Marina Viotti : Oui exactement ! (rires). Mes parents me mettaient même dans un couffin dans la fosse d’orchestre quand j’étais bébé. Je ne bougeais pas, et j’écoutais… Toute mon enfance a été bercée par des opéras que l’on écoutait en boucle à la maison ou avec le public. Il y a des films où l’on nous voit, enfants, avec mes trois frères et sœurs, déguisés, en train de chanter et de rejouer l’opéra qu’on écoute à ce moment-là. Ce n’est pas par hasard que nous sommes tous dans la musique aujourd’hui, mes frères et sœurs et moi, même si j’ai essayé de m’en éloigner quelques années... J’y suis revenue, comme l’on revient à nos premières amours…
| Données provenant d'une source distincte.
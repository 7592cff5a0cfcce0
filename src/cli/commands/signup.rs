//! Signup command handler

use crate::config::Config;
use crate::services::SignupInput;
use crate::state::SharedState;

pub async fn cmd_signup(
    config: Config,
    email: String,
    password: String,
    name: Option<String>,
) -> anyhow::Result<()> {
    let state = SharedState::new(config).await?;

    let user = state
        .auth_service
        .signup(SignupInput {
            email,
            password,
            name,
        })
        .await?;

    let subjects = state.subject_service.list(user.id).await?;

    println!("✓ Created account {} (id {})", user.email, user.id);
    println!("  Starter subjects:");
    for subject in subjects {
        println!("    {:>4}  {}  {}", subject.id, subject.color, subject.name);
    }
    println!();
    println!("Log in through the API to get your token, or run the timer with --local-user.");

    Ok(())
}
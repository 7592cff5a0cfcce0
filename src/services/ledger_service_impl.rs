//! `SeaORM` implementation of the `LedgerService` trait.

use async_trait::async_trait;
use tracing::{debug, info};

use crate::db::Store;
use crate::models::timestamp::{normalize_range_bound, normalize_timestamp};
use crate::models::{FocusSession, NewFocusSession, SubjectRef};
use crate::services::analytics::{MonthRange, MonthView, build_month_view};
use crate::services::ledger_service::{LedgerError, LedgerService, RecordSessionInput};

pub struct SeaOrmLedgerService {
    store: Store,
}

impl SeaOrmLedgerService {
    #[must_use]
    pub const fn new(store: Store) -> Self {
        Self { store }
    }
}

/// Longest session the ledger accepts, one leap year of seconds.
pub const MAX_DURATION_SECONDS: i64 = 366 * 24 * 60 * 60;

fn missing_fields() -> LedgerError {
    LedgerError::Validation("Missing required fields".to_string())
}

fn validate(input: RecordSessionInput) -> Result<NewFocusSession, LedgerError> {
    let (Some(subject_id), Some(start_time), Some(end_time), Some(duration)) = (
        input.subject_id,
        input.start_time.filter(|s| !s.trim().is_empty()),
        input.end_time.filter(|s| !s.trim().is_empty()),
        input.duration,
    ) else {
        return Err(missing_fields());
    };

    if duration < 0 {
        return Err(LedgerError::Validation(
            "Duration cannot be negative".to_string(),
        ));
    }

    if duration > MAX_DURATION_SECONDS {
        return Err(LedgerError::Validation(format!(
            "Duration cannot exceed {MAX_DURATION_SECONDS} seconds"
        )));
    }

    Ok(NewFocusSession {
        subject_id,
        start_time: normalize_timestamp(&start_time)?,
        end_time: normalize_timestamp(&end_time)?,
        duration,
        notes: input
            .notes
            .map(|n| n.trim().to_string())
            .filter(|n| !n.is_empty()),
    })
}

fn normalize_bound(bound: Option<&str>) -> Result<Option<String>, LedgerError> {
    bound
        .map(str::trim)
        .filter(|b| !b.is_empty())
        .map(normalize_range_bound)
        .transpose()
        .map_err(LedgerError::from)
}

#[async_trait]
impl LedgerService for SeaOrmLedgerService {
    async fn record(
        &self,
        user_id: i32,
        input: RecordSessionInput,
    ) -> Result<FocusSession, LedgerError> {
        let session = validate(input)?;

        let subject = self
            .store
            .get_subject(user_id, session.subject_id)
            .await?
            .ok_or(LedgerError::NotFound)?;

        let model = self.store.insert_focus_session(user_id, session).await?;

        info!(
            user_id,
            session_id = model.id,
            subject_id = subject.id,
            duration = model.duration,
            "Focus session recorded"
        );

        Ok(FocusSession::from_parts(model, SubjectRef::from(&subject)))
    }

    async fn list(
        &self,
        user_id: i32,
        from: Option<&str>,
        to: Option<&str>,
    ) -> Result<Vec<FocusSession>, LedgerError> {
        let from = normalize_bound(from)?;
        let to = normalize_bound(to)?;

        let sessions = self
            .store
            .list_focus_sessions(user_id, from.as_deref(), to.as_deref())
            .await?;

        debug!(user_id, count = sessions.len(), "Listed focus sessions");
        Ok(sessions)
    }

    async fn month_view(&self, user_id: i32, range: MonthRange) -> Result<MonthView, LedgerError> {
        let sessions = self
            .store
            .list_focus_sessions(
                user_id,
                Some(&range.from_bound()),
                Some(&range.to_bound()),
            )
            .await?;

        Ok(build_month_view(range, &sessions))
    }
}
Parlez-nous de votre voix. Où en est-elle à ce stade ? Le belcanto semble être votre répertoire de prédilection…
Ma voix évolue plutôt bien. Elle a énormément changé en cinq ans. Quand j’ai commencé le chant, j’étais alto, je n’avais aucun aigu. Puis j’ai rencontré Raul Gimenez qui m’a fait découvrir la technique italienne (dite du « masque »), et tout à coup mon répertoire a totalement changé, et ma voix est devenue beaucoup plus légère avec des aigus, jusqu’au contre-Ré. C’est pour ça que je me suis tout naturellement tournée vers Rossini, Mozart, Haendel, Offenbach, Bellini... même si je n’ai pas perdu mes graves, ce qui me donne un ambitus très large, une tessiture typiquement « mezzo » en fait. Et depuis quelques mois, je sens ma voix grandir, elle gagne en puissance, elle s’ancre dans le corps, c’est un sentiment magique. J’espère pouvoir rester le plus longtemps possible dans le répertoire mozartien et belcantiste, pour garder ma voix souple et saine, mais je sais que je vais aussi pouvoir aborder des rôles plus lyriques dans quelques années, comme Octavian ou Charlotte...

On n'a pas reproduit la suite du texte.